Start of Records to use

//! Test: Marking a field whose type is not a maskable aggregate.
//!
//! `SystemTime` does not implement `Maskable`. Remove `#[mask]` to pass it
//! through unchanged.

use std::time::SystemTime;

use disclosure::{MaskRecord, MaskingStage, PolicyConfig, PrivacyMasker};

#[derive(MaskRecord)]
struct Trip {
    #[mask]
    started_at: SystemTime,
}

fn main() {
    let masker: PrivacyMasker = PrivacyMasker::new(PolicyConfig::default());
    let trip = Trip {
        started_at: SystemTime::now(),
    };
    // ERROR: `SystemTime` cannot be masked by a `PrivacyMasker<HyperLogLog>`
    let _ = trip.mask_fields(&masker, None, MaskingStage::Query);
}
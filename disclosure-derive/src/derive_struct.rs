//! Struct-specific `MaskRecord` derivation.
//!
//! This module generates the per-field masking logic and collects the field
//! types that need a `Maskable` bound.

use proc_macro2::{Span, TokenStream};
use quote::{format_ident, quote, quote_spanned};
use syn::{ext::IdentExt, spanned::Spanned, DataStruct, Fields, Ident, Result};

use crate::{
    container::RenameRule,
    strategy::{parse_field_strategy, Strategy},
};

pub(crate) struct StructDeriveOutput {
    pub(crate) body: TokenStream,
    pub(crate) masked_types: Vec<syn::Type>,
}

pub(crate) fn derive_struct(
    data: DataStruct,
    rename_all: Option<RenameRule>,
    crate_root: &TokenStream,
) -> Result<StructDeriveOutput> {
    match data.fields {
        Fields::Named(fields) => derive_named_struct(fields, rename_all, crate_root),
        Fields::Unnamed(fields) => derive_unnamed_struct(fields, crate_root),
        Fields::Unit => Ok(StructDeriveOutput {
            body: quote! { self },
            masked_types: Vec::new(),
        }),
    }
}

/// Emits the statement that rebinds `binding` to its masked value when the
/// masker selects `metric` for the row's datasource.
fn generate_field_mask(
    binding: &Ident,
    metric: &str,
    span: Span,
    crate_root: &TokenStream,
) -> TokenStream {
    quote_spanned! { span =>
        let #binding = if __disclosure_masker.should_mask(
            __disclosure_datasource,
            #metric,
            __disclosure_stage,
        ) {
            #crate_root::Maskable::mask_with(#binding, __disclosure_masker)
        } else {
            #binding
        };
    }
}

fn derive_named_struct(
    fields: syn::FieldsNamed,
    rename_all: Option<RenameRule>,
    crate_root: &TokenStream,
) -> Result<StructDeriveOutput> {
    let mut patterns = Vec::new();
    let mut transforms = Vec::new();
    let mut masked_types = Vec::new();

    for (index, field) in fields.named.into_iter().enumerate() {
        let span = field.span();
        let strategy = parse_field_strategy(&field.attrs)?;
        let Some(ident) = field.ident else {
            return Err(syn::Error::new(span, "named field without an identifier"));
        };
        let binding = format_ident!("__field_{index}");

        if let Strategy::Mask { name } = strategy {
            let metric = name.unwrap_or_else(|| {
                let field_name = ident.unraw().to_string();
                rename_all.map_or_else(|| field_name.clone(), |rule| rule.apply(&field_name))
            });
            transforms.push(generate_field_mask(&binding, &metric, span, crate_root));
            masked_types.push(field.ty);
        }
        patterns.push(quote! { #ident: #binding });
    }

    Ok(StructDeriveOutput {
        body: quote! {
            let Self { #(#patterns),* } = self;
            #(#transforms)*
            Self { #(#patterns),* }
        },
        masked_types,
    })
}

fn derive_unnamed_struct(
    fields: syn::FieldsUnnamed,
    crate_root: &TokenStream,
) -> Result<StructDeriveOutput> {
    let mut bindings = Vec::new();
    let mut transforms = Vec::new();
    let mut masked_types = Vec::new();

    for (index, field) in fields.unnamed.into_iter().enumerate() {
        let span = field.span();
        let strategy = parse_field_strategy(&field.attrs)?;
        let binding = format_ident!("__field_{index}");

        match strategy {
            Strategy::PassThrough => {}
            Strategy::Mask { name: Some(metric) } => {
                transforms.push(generate_field_mask(&binding, &metric, span, crate_root));
                masked_types.push(field.ty);
            }
            Strategy::Mask { name: None } => {
                return Err(syn::Error::new(
                    span,
                    "tuple struct fields need an explicit metric name: #[mask(name = \"...\")]",
                ));
            }
        }
        bindings.push(binding);
    }

    Ok(StructDeriveOutput {
        body: quote! {
            let Self ( #(#bindings),* ) = self;
            #(#transforms)*
            Self ( #(#bindings),* )
        },
        masked_types,
    })
}
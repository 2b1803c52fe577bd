//! Parsing of `#[mask(...)]` field attributes.
//!
//! This module maps attribute syntax to masking decisions and produces
//! structured errors for invalid forms.

use proc_macro2::Span;
use syn::{spanned::Spanned, Attribute, LitStr, Meta, Result};

/// Field masking strategy based on `#[mask(...)]` attributes.
///
/// ## Strategy Mapping
///
/// | Attribute | Strategy | Behavior |
/// |-----------|----------|----------|
/// | None | `PassThrough` | Field passes through unchanged |
/// | `#[mask]` | `Mask { name: None }` | Masked under the field's own metric name |
/// | `#[mask(name = "m")]` | `Mask { name: Some("m") }` | Masked under metric `m` |
#[derive(Clone, Debug, PartialEq, Eq)]
pub(crate) enum Strategy {
    /// No annotation: pass through unchanged.
    PassThrough,
    /// Mask through `Maskable` when the masker selects the metric.
    Mask {
        /// Explicit metric name; `None` derives it from the field name.
        name: Option<String>,
    },
}

fn set_strategy(target: &mut Option<Strategy>, next: Strategy, span: Span) -> Result<()> {
    if target.is_some() {
        return Err(syn::Error::new(
            span,
            "multiple #[mask] attributes specified on the same field",
        ));
    }
    *target = Some(next);
    Ok(())
}

fn parse_metric_name(value: &LitStr) -> Result<String> {
    let name = value.value();
    if name.trim().is_empty() {
        return Err(syn::Error::new(value.span(), "metric name must not be empty"));
    }
    Ok(name)
}

pub(crate) fn parse_field_strategy(attrs: &[Attribute]) -> Result<Strategy> {
    let mut strategy: Option<Strategy> = None;
    for attr in attrs {
        if !attr.path().is_ident("mask") {
            continue;
        }

        match &attr.meta {
            Meta::Path(_) => {
                set_strategy(&mut strategy, Strategy::Mask { name: None }, attr.span())?;
            }
            Meta::List(list) => {
                let mut name = None;
                list.parse_nested_meta(|meta| {
                    if meta.path.is_ident("name") {
                        if name.is_some() {
                            return Err(meta.error("duplicate `name` option"));
                        }
                        let value: LitStr = meta.value()?.parse()?;
                        name = Some(parse_metric_name(&value)?);
                        Ok(())
                    } else {
                        Err(meta.error("unknown field option; expected `name = \"...\"`"))
                    }
                })?;
                set_strategy(&mut strategy, Strategy::Mask { name }, attr.span())?;
            }
            Meta::NameValue(_) => {
                return Err(syn::Error::new(
                    attr.span(),
                    "name-value syntax is not supported for #[mask]; use #[mask(name = \"...\")]",
                ));
            }
        }
    }

    Ok(strategy.unwrap_or(Strategy::PassThrough))
}
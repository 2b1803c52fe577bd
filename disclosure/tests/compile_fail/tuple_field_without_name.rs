//! Test: A tuple struct field marked `#[mask]` without a metric name.
//!
//! Tuple fields have no name to look up in the masked keys, so the metric
//! must be given explicitly: `#[mask(name = "riders")]`.

use disclosure::MaskRecord;

#[derive(MaskRecord)]
struct Pair(
    String,
    // ERROR: tuple struct fields need an explicit metric name
    #[mask] i64,
);

fn main() {}
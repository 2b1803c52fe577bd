//! Masking decisions, numeric censoring, and traversal.
//!
//! - **`censor`**: pure numeric steps (`extrapolate`, `apply_privacy_censor`)
//! - **`datasource`**: which plan node a value comes from (`DataSourceRef`)
//! - **`masker`**: decisions bound to one policy snapshot (`PrivacyMasker`)
//! - **`value`**: the tagged union dispatched by `do_mask` (`MetricValue`)
//! - **`maskable`**: traversal of containers and records (`Maskable`, `MaskRecord`)

mod censor;
mod datasource;
mod maskable;
mod masker;
mod value;

pub use censor::{apply_privacy_censor, extrapolate, MaskScalar};
pub use datasource::{DataSourceKind, DataSourceRef};
pub use maskable::{MaskRecord, Maskable};
pub use masker::PrivacyMasker;
pub use value::MetricValue;
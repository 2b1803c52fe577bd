//! Generic parameter and trait bound handling.
//!
//! The generated impl gains one extra type parameter for the masker's
//! estimator. Bounds are added per masked field type rather than per generic
//! parameter, so fields that pass through (including `PhantomData<T>`) never
//! constrain the struct's generics:
//!
//! ```ignore
//! struct Row<T, U> {
//!     #[mask]
//!     count: T,              // T: Maskable<Estimator>
//!     label: U,              // no bound
//!     _marker: PhantomData<U>,
//! }
//! ```

use proc_macro2::TokenStream;
use syn::{parse_quote, Ident};

/// Adds the estimator parameter and a `Maskable` bound for each masked field type.
pub(crate) fn add_estimator_param(
    mut generics: syn::Generics,
    estimator: &Ident,
    crate_root: &TokenStream,
    masked_types: &[syn::Type],
) -> syn::Generics {
    generics
        .params
        .push(parse_quote!(#estimator: #crate_root::CardinalityEstimate));

    let where_clause = generics.make_where_clause();
    for ty in masked_types {
        where_clause
            .predicates
            .push(parse_quote!(#ty: #crate_root::Maskable<#estimator>));
    }
    generics
}
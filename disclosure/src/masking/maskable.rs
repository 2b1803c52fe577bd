//! Traversal of values and result records for masking.
//!
//! - [`Maskable`]: a value that *is* a maskable aggregate (or a container of them)
//! - [`MaskRecord`]: a result row whose fields are masked per table policy
//!
//! `#[derive(MaskRecord)]` generates the record impl. Fields marked `#[mask]`
//! must implement `Maskable`; unmarked fields pass through unchanged.
//!
//! ## Container Implementations
//!
//! `Option`, `Vec`, `Box` and map values are walked, masking every element.
//! Map keys are never masked.

use std::{
    collections::{BTreeMap, HashMap},
    hash::{BuildHasher, Hash},
};

use super::{censor::MaskScalar, datasource::DataSourceRef, masker::PrivacyMasker, value::MetricValue};
use crate::{
    estimator::{CardinalityEstimate, HyperLogLog},
    policy::MaskingStage,
};

/// A value that can be masked by a [`PrivacyMasker`] over estimator `E`.
///
/// Scalars keep their type: `f64` fields come back as whole numbers in `f64`.
/// A custom estimator type implements `Maskable<Self>` by delegating to
/// [`PrivacyMasker::mask_cardinality`].
#[diagnostic::on_unimplemented(
    message = "`{Self}` cannot be masked by a `PrivacyMasker<{E}>`",
    label = "this field type is not a maskable aggregate",
    note = "numeric primitives and the masker's estimator type are maskable",
    note = "remove `#[mask]` to pass the field through unchanged"
)]
pub trait Maskable<E: CardinalityEstimate>: Sized {
    #[must_use]
    fn mask_with(self, masker: &PrivacyMasker<E>) -> Self;
}

/// A result row whose fields are masked according to the table's policy.
///
/// Each field is masked only when
/// [`PrivacyMasker::should_mask`] holds for its metric name.
pub trait MaskRecord<E: CardinalityEstimate>: Sized {
    #[must_use]
    fn mask_fields(
        self,
        masker: &PrivacyMasker<E>,
        datasource: Option<&DataSourceRef>,
        stage: MaskingStage,
    ) -> Self;
}

macro_rules! impl_maskable_scalar {
    ($($ty:ty),* $(,)?) => {
        $(
            impl<E: CardinalityEstimate> Maskable<E> for $ty {
                fn mask_with(self, masker: &PrivacyMasker<E>) -> Self {
                    <$ty as MaskScalar>::from_masked(masker.mask_scalar(self))
                }
            }
        )*
    };
}

impl_maskable_scalar!(i8, i16, i32, i64, isize, u8, u16, u32, u64, usize, f32, f64);

impl Maskable<HyperLogLog> for HyperLogLog {
    fn mask_with(self, masker: &PrivacyMasker<HyperLogLog>) -> Self {
        masker.mask_cardinality(self)
    }
}

impl<E: CardinalityEstimate, T> Maskable<E> for MetricValue<E, T> {
    fn mask_with(self, masker: &PrivacyMasker<E>) -> Self {
        masker.do_mask(self)
    }
}

impl<E, T> Maskable<E> for Option<T>
where
    E: CardinalityEstimate,
    T: Maskable<E>,
{
    fn mask_with(self, masker: &PrivacyMasker<E>) -> Self {
        self.map(|value| value.mask_with(masker))
    }
}

impl<E, T> Maskable<E> for Vec<T>
where
    E: CardinalityEstimate,
    T: Maskable<E>,
{
    fn mask_with(self, masker: &PrivacyMasker<E>) -> Self {
        self.into_iter().map(|value| value.mask_with(masker)).collect()
    }
}

impl<E, T> Maskable<E> for Box<T>
where
    E: CardinalityEstimate,
    T: Maskable<E>,
{
    fn mask_with(self, masker: &PrivacyMasker<E>) -> Self {
        Box::new((*self).mask_with(masker))
    }
}

impl<E, K, V, S> Maskable<E> for HashMap<K, V, S>
where
    E: CardinalityEstimate,
    K: Hash + Eq,
    V: Maskable<E>,
    S: BuildHasher + Clone,
{
    fn mask_with(self, masker: &PrivacyMasker<E>) -> Self {
        let hasher = self.hasher().clone();
        let mut result = HashMap::with_hasher(hasher);
        result.extend(self.into_iter().map(|(k, v)| (k, v.mask_with(masker))));
        result
    }
}

impl<E, K, V> Maskable<E> for BTreeMap<K, V>
where
    E: CardinalityEstimate,
    K: Ord,
    V: Maskable<E>,
{
    fn mask_with(self, masker: &PrivacyMasker<E>) -> Self {
        self.into_iter()
            .map(|(k, v)| (k, v.mask_with(masker)))
            .collect()
    }
}

impl<E, R> MaskRecord<E> for Vec<R>
where
    E: CardinalityEstimate,
    R: MaskRecord<E>,
{
    fn mask_fields(
        self,
        masker: &PrivacyMasker<E>,
        datasource: Option<&DataSourceRef>,
        stage: MaskingStage,
    ) -> Self {
        self.into_iter()
            .map(|row| row.mask_fields(masker, datasource, stage))
            .collect()
    }
}

#[cfg(test)]
mod tests {
    use std::collections::{BTreeMap, HashMap};

    use super::{MaskRecord, Maskable};
    use crate::{
        build_synthetic, CardinalityEstimate, DataSourceRef, HyperLogLog, MaskingStage,
        PolicySettings, PrivacyMasker,
    };

    fn masker() -> PrivacyMasker {
        let config = PolicySettings {
            mask_at_query_time: true,
            extrapolation_factor: 1.4,
            privacy_threshold: 21,
            masked_field_keys: ["trips.riders".to_string()].into_iter().collect(),
            ..PolicySettings::default()
        }
        .build()
        .unwrap();
        PrivacyMasker::new(config)
    }

    #[test]
    fn scalars_keep_their_type() {
        let masker = masker();
        assert_eq!(3u8.mask_with(&masker), 21u8);
        assert_eq!(22i32.mask_with(&masker), 31i32);
        assert!((22.4f64.mask_with(&masker) - 31.0).abs() < f64::EPSILON);
    }

    #[test]
    fn estimator_is_masked_to_floor() {
        let masker = masker();
        let masked = build_synthetic::<HyperLogLog>(2).mask_with(&masker);
        assert!((masked.estimated_count() - 21.0).abs() < f64::EPSILON);
    }

    #[test]
    fn containers_mask_every_element() {
        let masker = masker();
        assert_eq!(Some(1i64).mask_with(&masker), Some(21));
        assert_eq!(None::<i64>.mask_with(&masker), None);
        assert_eq!(vec![1i64, 22].mask_with(&masker), vec![21, 31]);
        assert_eq!(*Box::new(22u32).mask_with(&masker), 31);
    }

    #[test]
    fn maps_mask_values_not_keys() {
        let masker = masker();
        let mut map: HashMap<i64, i64> = HashMap::new();
        map.insert(1, 1);
        let masked = map.mask_with(&masker);
        assert_eq!(masked[&1], 21);

        let mut tree: BTreeMap<String, u64> = BTreeMap::new();
        tree.insert("riders".to_string(), 100);
        assert_eq!(tree.mask_with(&masker)["riders"], 140);
    }

    struct Row {
        riders: i64,
    }

    impl MaskRecord<HyperLogLog> for Row {
        fn mask_fields(
            self,
            masker: &PrivacyMasker<HyperLogLog>,
            datasource: Option<&DataSourceRef>,
            stage: MaskingStage,
        ) -> Self {
            let riders = if masker.should_mask(datasource, "riders", stage) {
                self.riders.mask_with(masker)
            } else {
                self.riders
            };
            Self { riders }
        }
    }

    #[test]
    fn record_vectors_mask_each_row() {
        let masker = masker();
        let table = DataSourceRef::table("trips");
        let rows = vec![Row { riders: 1 }, Row { riders: 50 }];
        let masked = rows.mask_fields(&masker, Some(&table), MaskingStage::Query);
        assert_eq!(masked.iter().map(|row| row.riders).collect::<Vec<_>>(), [21, 70]);
    }
}
//! Test: Deriving MaskRecord on a union.
//!
//! A union has no single active field to mask.

use disclosure::MaskRecord;

// ERROR: `MaskRecord` cannot be derived for unions
#[derive(MaskRecord)]
union Bits {
    riders: i64,
    distance: f64,
}

fn main() {}
//! Tab switching, form submission and refresh orchestration.
//!
//! [`ViewCoordinator`] owns the page state and decides which API calls to
//! make; everything visible goes through the ports in [`ports`].

pub mod forms;
pub mod ports;
pub mod state;
pub mod view_models;


use std::cell::RefCell;
use std::collections::BTreeMap;
use std::fmt::Display;
use std::rc::Rc;

use shared::{AuthStatus, Category, DateRange, NewSavingsGoal};

use crate::services::api::{ApiError, FailureKind};
use crate::services::ApiClient;
use forms::{
    parse_budget_inputs, parse_date_range, parse_positive_amount, ExpenseForm, FormError,
    SavingsForm,
};
use ports::{
    ChartPainter, Clock, ConfirmRequest, Dialogs, FieldKind, Notification, Notifier,
    PromptRequest, ViewRenderer,
};
use state::{ChartSlot, Loader, Tab, ViewState};
use view_models::{
    BudgetFormView, ChartSpec, DashboardView, ExpenseListView, GoalListView, LearningPeriodView,
    ReportMonthsView, ReportView, SavingsListView,
};

/// Everything the coordinator needs from the outside world
pub struct Ports {
    pub renderer: Rc<dyn ViewRenderer>,
    pub notifier: Rc<dyn Notifier>,
    pub dialogs: Rc<dyn Dialogs>,
    pub charts: Rc<dyn ChartPainter>,
    pub clock: Rc<dyn Clock>,
}

#[derive(Debug, Clone, Copy, PartialEq, Eq)]
pub struct Features {
    pub learning_period: bool,
}

impl Default for Features {
    fn default() -> Self {
        Self {
            learning_period: true,
        }
    }
}

/// Things that can be deleted from a list
#[derive(Debug, Clone, Copy, PartialEq, Eq)]
pub enum EntityKind {
    Expense,
    Savings,
    Goal,
}

impl EntityKind {
    fn confirm_request(&self) -> ConfirmRequest {
        match self {
            EntityKind::Expense => ConfirmRequest::new(
                "Delete Expense?",
                "Are you sure you want to delete this expense? This action cannot be undone.",
                "Delete",
            ),
            EntityKind::Savings => ConfirmRequest::new(
                "Delete Savings?",
                "Are you sure you want to delete this savings entry? This action cannot be undone.",
                "Delete",
            ),
            EntityKind::Goal => ConfirmRequest::new(
                "Delete Goal?",
                "Are you sure you want to permanently delete this goal? This action cannot be undone.",
                "Delete",
            ),
        }
    }

    fn deleted_message(&self) -> &'static str {
        match self {
            EntityKind::Expense => "Expense deleted",
            EntityKind::Savings => "Savings deleted",
            EntityKind::Goal => "Goal deleted",
        }
    }

    fn failed_message(&self) -> &'static str {
        match self {
            EntityKind::Expense => "Error deleting expense",
            EntityKind::Savings => "Error deleting savings",
            EntityKind::Goal => "Error deleting goal",
        }
    }

    fn log_target(&self) -> &'static str {
        match self {
            EntityKind::Expense => "expenses",
            EntityKind::Savings => "savings",
            EntityKind::Goal => "goals",
        }
    }
}

pub struct ViewCoordinator {
    api: ApiClient,
    ports: Ports,
    features: Features,
    state: RefCell<ViewState>,
}
use log::{Level, LevelFilter, Log, Metadata, Record};

/// `log` backend writing to the browser console
pub struct ConsoleLogger;

static LOGGER: ConsoleLogger = ConsoleLogger;

/// Install the console logger; later calls only adjust the level
pub fn init(level: LevelFilter) {
    if log::set_logger(&LOGGER).is_err() {
        gloo::console::warn!("console logger already installed");
    }
    log::set_max_level(level);
}

fn format_line(target: &str, message: &std::fmt::Arguments<'_>) -> String {
    format!("[{}] {}", target, message)
}

impl Log for ConsoleLogger {
    fn enabled(&self, metadata: &Metadata) -> bool {
        metadata.level() <= log::max_level()
    }

    fn log(&self, record: &Record) {
        if !self.enabled(record.metadata()) {
            return;
        }

        let line = format_line(record.target(), record.args());
        match record.level() {
            Level::Error => gloo::console::error!(line),
            Level::Warn => gloo::console::warn!(line),
            Level::Info => gloo::console::info!(line),
            Level::Debug | Level::Trace => gloo::console::debug!(line),
        }
    }

    fn flush(&self) {}
}
use yew::prelude::*;

use crate::hooks::use_view_coordinator::Toast;

#[derive(Properties, PartialEq)]
pub struct ToastStackProps {
    pub toasts: Vec<Toast>,
}

/// Newest toast at the bottom; each one removes itself on a timer
#[function_component(ToastStack)]
pub fn toast_stack(props: &ToastStackProps) -> Html {
    html! {
        <div class="notifications">
            {for props.toasts.iter().map(|toast| html! {
                <div
                    key={toast.id.to_string()}
                    class={classes!("notification", toast.notification.level.css_class())}
                >
                    {&toast.notification.message}
                </div>
            })}
        </div>
    }
}
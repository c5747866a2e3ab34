pub mod api;
pub mod charts;
pub mod config;
pub mod date_utils;
pub mod dialogs;
pub mod logging;

pub use api::ApiClient;
pub use config::AppConfig;
use yew::prelude::*;

use super::{input_text, panel_classes};
use crate::coordinator::state::{ChartSlot, Tab};
use crate::hooks::use_view_coordinator::CoordinatorHandle;

const CANVAS_WIDTH: u32 = 800;
const CANVAS_HEIGHT: u32 = 350;

#[derive(Properties, PartialEq)]
pub struct VisualizationsPanelProps {
    pub active: bool,
    pub coordinator: CoordinatorHandle,
}

/// Canvases stay mounted; the coordinator paints into them by id
#[function_component(VisualizationsPanel)]
pub fn visualizations_panel(props: &VisualizationsPanelProps) -> Html {
    let start_ref = use_node_ref();
    let end_ref = use_node_ref();

    let on_apply = {
        let coordinator = props.coordinator.clone();
        let start_ref = start_ref.clone();
        let end_ref = end_ref.clone();
        Callback::from(move |_: MouseEvent| {
            let start = input_text(&start_ref);
            let end = input_text(&end_ref);
            coordinator.spawn(move |c| async move {
                c.refresh_category_breakdown(&start, &end).await
            });
        })
    };

    html! {
        <section id={Tab::Visualizations.panel_id()} class={panel_classes(props.active)}>
            {for ChartSlot::ALL.iter().map(|&slot| html! {
                <div class="card chart-card">
                    <h2>{slot.title()}</h2>
                    {if slot == ChartSlot::CategoryBreakdown {
                        html! {
                            <div class="filter-bar">
                                <label for="viz-start">{"From"}</label>
                                <input type="date" id="viz-start" ref={start_ref.clone()} />
                                <label for="viz-end">{"To"}</label>
                                <input type="date" id="viz-end" ref={end_ref.clone()} />
                                <button type="button" class="btn btn-secondary" onclick={on_apply.clone()}>
                                    {"Apply"}
                                </button>
                            </div>
                        }
                    } else {
                        html! {}
                    }}
                    <canvas
                        id={slot.canvas_id()}
                        width={CANVAS_WIDTH.to_string()}
                        height={CANVAS_HEIGHT.to_string()}
                    />
                </div>
            })}
        </section>
    }
}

End of Records to use

Your response should contain each line of the entries above that holds the string "attrs".

        let strategy = parse_field_strategy(&field.attrs)?;
        let strategy = parse_field_strategy(&field.attrs)?;
pub(crate) fn parse_field_strategy(attrs: &[Attribute]) -> Result<Strategy> {
    for attr in attrs {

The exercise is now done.